RAS Subcellular Localization Inversely Regulates Thyroid Tumor Growth and Dissemination

SIMPLE SUMMARY: RAS mutations occur frequently in thyroid tumors, but the extent to which they are associated to tumor aggressiveness is still uncertain. HRAS proteins occupy different subcellular localizations, from which they regulate distinct biochemical processes. Herein, we demonstrate that the capacity of HRAS-transformed thyroid cells to extravasate and invade distant organs is orchestrated by HRAS subcellular localization, by a mechanism dependent on VEGF-B secretion. Interestingly, aggressiveness inversely correlates with tumor size. Moreover, we have identified the acyl protein thioesterase APT-1, a regulator of HRAS sublocalization, as a determinant of thyroid tumor growth versus dissemination. As such, alterations in APT-1 expression levels can dramatically affect the behavior of thyroid tumors. In this respect, APT-1 levels could serve as a biomarker that may help in the stratification of HRAS mutant thyroid tumors based on their aggressiveness.
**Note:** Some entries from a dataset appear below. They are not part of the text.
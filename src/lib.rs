#![doc(html_root_url = "https://docs.rs/keyflow-dom/0.0.3")]
#![warn(clippy::pedantic)]
#![allow(clippy::module_name_repetitions)]

#[cfg(doctest)]
pub mod readme {
	doc_comment::doctest!("../README.md");
}

pub mod caption;
pub mod config;
pub mod descriptor;
pub mod flow;
pub mod host;
pub mod layout;
pub mod memory;
pub mod registry;
pub mod slots;
pub mod style;
pub mod web;

pub use crate::{
	caption::{CaptionContent, CaptionPolicy, DefaultCaptionPolicy},
	config::{FlowConfig, HostProfile},
	descriptor::{AttributeValue, Descriptor, Flags, Identity, StyleMap},
	flow::{FlowLayout, PassReport},
	host::HostSurface,
	layout::{AllocatedSpace, MarginInfo},
	registry::{IdentityRegistry, Registry},
	slots::Slot,
};
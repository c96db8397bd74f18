#![cfg(not(target_arch = "wasm32"))]

use keyflow_dom::{memory::MemoryHost, style::StyleError, FlowConfig, FlowLayout, HostProfile, Registry, StyleMap};

use flow_support_::{init_logging, items, node, order, setup};

fn styles(entries: &[(&str, &str)]) -> StyleMap {
	entries.iter().map(|&(identity, style)| (identity.into(), style.to_owned())).collect()
}

#[test]
fn malformed_rules_are_skipped() {
	let (mut host, mut registry, mut layout) = setup();

	let report = layout
		.reconcile(
			&mut host,
			&mut registry,
			&items(&["a", "b"]),
			Some(&styles(&[("a", "color:red;;margin-top"), ("b", "margin-top: 4px")])),
		)
		.unwrap();

	let a = host.node(node(&registry, "a")).unwrap();
	assert_eq!(a.style.len(), 1);
	assert_eq!(a.style.get("color").map(String::as_str), Some("red"));
	let b = host.node(node(&registry, "b")).unwrap();
	assert_eq!(b.style.get("marginTop").map(String::as_str), Some("4px"));
	assert_eq!(report.style_failures, 1);
	assert_eq!(order(&layout, &registry), ["a", "b"]);
}

#[test]
fn rejected_rules_reach_the_sink() {
	init_logging();
	let mut host = MemoryHost::new();
	let mut registry = Registry::new();
	let mut layout = FlowLayout::with_style_sink(&mut host, FlowConfig::default(), Vec::<StyleError>::new()).unwrap();

	layout
		.reconcile(&mut host, &mut registry, &items(&["a"]), Some(&styles(&[("a", "color:red;;margin-top; :x; width:")])))
		.unwrap();

	assert_eq!(
		layout.style_sink(),
		&[
			StyleError::MissingValue("margin-top".to_owned()),
			StyleError::EmptyProperty(":x".to_owned()),
			StyleError::EmptyValue("width:".to_owned()),
		]
	);
}

#[test]
fn refused_properties_do_not_stop_later_rules() {
	init_logging();
	let mut host = MemoryHost::new();
	host.refuse_style("color");
	let mut registry = Registry::new();
	let mut layout = FlowLayout::with_style_sink(&mut host, FlowConfig::default(), Vec::<StyleError>::new()).unwrap();

	let report = layout
		.reconcile(&mut host, &mut registry, &items(&["a"]), Some(&styles(&[("a", "color: red; width: 10px")])))
		.unwrap();

	let a = host.node(node(&registry, "a")).unwrap();
	assert_eq!(a.style.get("width").map(String::as_str), Some("10px"));
	assert!(!a.style.contains_key("color"));
	assert_eq!(report.style_failures, 1);
	assert_eq!(
		layout.style_sink(),
		&[StyleError::Refused {
			property: "color".to_owned(),
			value: "red".to_owned(),
		}]
	);
}

#[test]
fn float_follows_profile() {
	init_logging();
	let mut host = MemoryHost::new();
	let mut registry = Registry::new();
	let mut standards = FlowLayout::new(&mut host, FlowConfig::default()).unwrap();
	let mut quirks = FlowLayout::new(&mut host, FlowConfig::default().with_profile(HostProfile::quirks())).unwrap();
	let style = styles(&[("a", "float: left"), ("b", "float: right")]);

	standards.reconcile(&mut host, &mut registry, &items(&["a"]), Some(&style)).unwrap();
	quirks.reconcile(&mut host, &mut registry, &items(&["b"]), Some(&style)).unwrap();

	assert_eq!(host.node(node(&registry, "a")).unwrap().style.get("cssFloat").map(String::as_str), Some("left"));
	assert_eq!(host.node(node(&registry, "b")).unwrap().style.get("styleFloat").map(String::as_str), Some("right"));
}

#[test]
fn missing_entries_are_not_styled() {
	let (mut host, mut registry, mut layout) = setup();

	let report = layout
		.reconcile(&mut host, &mut registry, &items(&["a"]), Some(&styles(&[("z", "color: red")])))
		.unwrap();

	assert_eq!(host.stats().style_writes, 0);
	assert_eq!(report.style_failures, 0);
}

#[test]
fn styles_persist_without_a_style_map() {
	let (mut host, mut registry, mut layout) = setup();
	layout
		.reconcile(&mut host, &mut registry, &items(&["a"]), Some(&styles(&[("a", "border-top-width: 1px")])))
		.unwrap();

	layout.reconcile(&mut host, &mut registry, &items(&["a"]), None).unwrap();

	let a = host.node(node(&registry, "a")).unwrap();
	assert_eq!(a.style.get("borderTopWidth").map(String::as_str), Some("1px"));
}
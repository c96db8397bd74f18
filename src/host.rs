use crate::{caption::CaptionContent, descriptor::Descriptor};
use core::{fmt::Debug, hash::Hash};

/// The rendering surface a [`FlowLayout`](`crate::flow::FlowLayout`) mirrors its child order onto.
///
/// # Positional insertion
///
/// [`insert_at`](`HostSurface::insert_at`) moves `child` if it already has a parent (this one or another).
/// `index` is interpreted **after** `child` was taken out of its current position and is clamped to the child count.
pub trait HostSurface {
	/// Opaque reference to a live node.
	type Handle: Clone + Eq + Hash + Debug;
	type Error: Debug;

	fn create_live_node(&mut self, tag: &str) -> Result<Self::Handle, Self::Error>;
	fn insert_at(&mut self, parent: &Self::Handle, child: &Self::Handle, index: usize) -> Result<(), Self::Error>;
	fn remove_child(&mut self, parent: &Self::Handle, child: &Self::Handle) -> Result<(), Self::Error>;

	fn offset_width(&self, node: &Self::Handle) -> i32;
	fn offset_height(&self, node: &Self::Handle) -> i32;

	/// Sets one property on `node`'s inline style surface.
	///
	/// `name` is in the surface's camel-case form, e.g. `marginTop`. An empty `value` clears the property.
	fn set_style_property(&mut self, node: &Self::Handle, name: &str, value: &str) -> Result<(), Self::Error>;

	fn set_class(&mut self, node: &Self::Handle, class: &str, enabled: bool) -> Result<(), Self::Error>;

	/// The live node's own update contract, used to propagate non-cached descriptors into its content.
	///
	/// For nested containers, this runs before the layout reconciles `descriptor.children` into the nested panel.
	/// Errors are not caught by the reconciler.
	fn update_content(&mut self, node: &Self::Handle, descriptor: &Descriptor) -> Result<(), Self::Error>;

	fn update_caption(&mut self, caption: &Self::Handle, content: &CaptionContent) -> Result<(), Self::Error>;

	/// Called for each child when its container's declared size changed outside of a reconciliation pass.
	fn handle_relative_size(&mut self, node: &Self::Handle);
}
use crate::{config::HostProfile, descriptor::Descriptor, host::HostSurface};
use core::cell::Cell;
use tracing::trace;

/// Content area available to a layout's children, in pixels.
#[derive(Debug, Clone, Copy, PartialEq, Eq)]
pub struct AllocatedSpace {
	pub width: i32,
	pub height: i32,
}

/// Which sides of a layout have a margin.
#[derive(Debug, Clone, Copy, Default, PartialEq, Eq)]
pub struct MarginInfo {
	pub top: bool,
	pub right: bool,
	pub bottom: bool,
	pub left: bool,
}
impl MarginInfo {
	#[must_use]
	pub const fn all(enabled: bool) -> Self {
		Self {
			top: enabled,
			right: enabled,
			bottom: enabled,
			left: enabled,
		}
	}

	/// Reads the `margin-top`, `margin-right`, `margin-bottom` and `margin-left` flags.
	#[must_use]
	pub fn from_descriptor(descriptor: &Descriptor) -> Self {
		Self {
			top: descriptor.has_flag("margin-top"),
			right: descriptor.has_flag("margin-right"),
			bottom: descriptor.has_flag("margin-bottom"),
			left: descriptor.has_flag("margin-left"),
		}
	}
}

/// Size bookkeeping for the outer element ⊃ margin element ⊃ panel structure.
///
/// The allocated space is computed on first query and then served from cache until [`invalidate`](`SizeNegotiator::invalidate`)d.
#[derive(Debug)]
pub struct SizeNegotiator<K> {
	outer: K,
	margin: K,
	panel: K,
	has_width: bool,
	has_height: bool,
	space: Cell<Option<AllocatedSpace>>,
}
impl<K> SizeNegotiator<K> {
	pub fn new(outer: K, margin: K, panel: K) -> Self {
		Self {
			outer,
			margin,
			panel,
			has_width: false,
			has_height: false,
			space: Cell::new(None),
		}
	}

	pub fn allocated_space<H: HostSurface<Handle = K>>(&self, host: &H, profile: HostProfile) -> AllocatedSpace {
		if let Some(space) = self.space.get() {
			return space;
		}

		let panel_width = host.offset_width(&self.panel);
		let width = if profile.box_model_quirk {
			let margins = host.offset_width(&self.margin) - panel_width;
			host.offset_width(&self.outer) - margins
		} else {
			panel_width
		};

		let margins = host.offset_height(&self.margin) - host.offset_height(&self.panel);
		let height = host.offset_height(&self.outer) - margins;

		let space = AllocatedSpace { width, height };
		trace!("Computed allocated space: {:?}", space);
		self.space.set(Some(space));
		space
	}

	pub fn invalidate(&self) {
		self.space.set(None);
	}

	/// Records a declared width. `None` and `""` mean "not set".
	pub fn set_width(&mut self, width: Option<&str>) {
		self.has_width = width.map_or(false, |width| !width.is_empty());
		self.invalidate();
	}

	/// Records a declared height. `None` and `""` mean "not set".
	pub fn set_height(&mut self, height: Option<&str>) {
		self.has_height = height.map_or(false, |height| !height.is_empty());
		self.invalidate();
	}

	#[must_use]
	pub fn has_fixed_size(&self) -> bool {
		self.has_width && self.has_height
	}

	/// Whether a layout change of `children` is absorbed by this container.
	///
	/// `false` means the container's own size may have changed, so ancestors need to re-measure.
	pub fn request_layout<'a>(&self, children: impl IntoIterator<Item = &'a K>) -> bool
	where
		K: 'a,
	{
		if self.has_fixed_size() {
			true
		} else {
			trace!("Not fixed-size; {} child(ren) may resize the container.", children.into_iter().count());
			self.invalidate();
			false
		}
	}

	pub fn outer(&self) -> &K {
		&self.outer
	}

	pub fn margin(&self) -> &K {
		&self.margin
	}

	pub fn panel(&self) -> &K {
		&self.panel
	}
}
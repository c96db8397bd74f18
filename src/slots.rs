use crate::host::HostSurface;
use tracing::trace;

/// One position in a layout's live child order.
#[derive(Debug, Clone, PartialEq, Eq)]
pub enum Slot<K> {
	Node(K),
	/// The caption decoration `handle` owned by the plain node `owner`.
	Caption { owner: K, handle: K },
}
impl<K> Slot<K> {
	/// The host handle occupying this slot.
	pub fn handle(&self) -> &K {
		match self {
			Slot::Node(handle) | Slot::Caption { handle, .. } => handle,
		}
	}

	pub fn node(&self) -> Option<&K> {
		match self {
			Slot::Node(node) => Some(node),
			Slot::Caption { .. } => None,
		}
	}
}

#[derive(Debug, Clone, Copy, PartialEq, Eq)]
pub(crate) enum Placement {
	Unchanged,
	Moved,
	Inserted,
}

/// Mirror of the panel's children, kept in sync with the host by going through it for each change.
#[derive(Debug)]
pub(crate) struct ChildSlots<K> {
	slots: Vec<Slot<K>>,
}
impl<K: Clone + Eq> ChildSlots<K> {
	pub fn new() -> Self {
		Self { slots: Vec::new() }
	}

	pub fn as_slice(&self) -> &[Slot<K>] {
		&self.slots
	}

	pub fn nodes(&self) -> impl Iterator<Item = &K> {
		self.slots.iter().filter_map(Slot::node)
	}

	pub fn position_of_node(&self, node: &K) -> Option<usize> {
		self.slots.iter().position(|slot| matches!(slot, Slot::Node(n) if n == node))
	}

	pub fn position_of_caption(&self, owner: &K) -> Option<usize> {
		self.slots.iter().position(|slot| matches!(slot, Slot::Caption { owner: o, .. } if o == owner))
	}

	fn position(&self, slot: &Slot<K>) -> Option<usize> {
		match slot {
			Slot::Node(node) => self.position_of_node(node),
			Slot::Caption { owner, .. } => self.position_of_caption(owner),
		}
	}

	/// Puts `slot` at `index`, touching the host only if it isn't there already.
	pub fn place<H: HostSurface<Handle = K>>(&mut self, host: &mut H, panel: &K, slot: Slot<K>, index: usize) -> Result<Placement, H::Error> {
		match self.position(&slot) {
			Some(current) if current == index => Ok(Placement::Unchanged),
			Some(current) => {
				host.insert_at(panel, slot.handle(), index)?;
				let slot = self.slots.remove(current);
				trace!("Moved slot from {} to {}.", current, index);
				let index = index.min(self.slots.len());
				self.slots.insert(index, slot);
				Ok(Placement::Moved)
			}
			None => {
				host.insert_at(panel, slot.handle(), index)?;
				trace!("Inserted slot at {}.", index);
				let index = index.min(self.slots.len());
				self.slots.insert(index, slot);
				Ok(Placement::Inserted)
			}
		}
	}

	/// Removes the slot at `index` from the host and the mirror.
	pub fn remove_at<H: HostSurface<Handle = K>>(&mut self, host: &mut H, panel: &K, index: usize) -> Result<Slot<K>, H::Error> {
		host.remove_child(panel, self.slots[index].handle())?;
		Ok(self.slots.remove(index))
	}
}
ABSTRACT: RAS mutations are the second most common genetic alteration in thyroid tumors. However, the extent to which they are associated with the most aggressive phenotypes is still controversial. Regarding their malignancy, the majority of RAS mutant tumors are classified as undetermined, which complicates their clinical management and can lead to undesired under- or overtreatment. Using the chick embryo spontaneous metastasis model, we herein demonstrate that the aggressiveness of HRAS-transformed thyroid cells, as determined by the ability to extravasate and metastasize at distant organs, is orchestrated by HRAS subcellular localization. Remarkably, aggressiveness inversely correlates with tumor size. In this respect, we also show that RAS site-specific capacity to regulate tumor growth and dissemination is dependent on VEGF-B secretion. Furthermore, we have identified the acyl protein thioesterase APT-1 as a determinant of thyroid tumor growth versus dissemination. We show that alterations in APT-1 expression levels can dramatically affect the behavior of thyroid tumors, based on its role as a regulator of HRAS sublocalization at distinct plasma membrane microdomains. In agreement, APT-1 emerges in thyroid cancer clinical samples as a prognostic factor. As such, APT-1 levels could serve as a biomarker that could help in the stratification of HRAS mutant thyroid tumors based on their aggressiveness.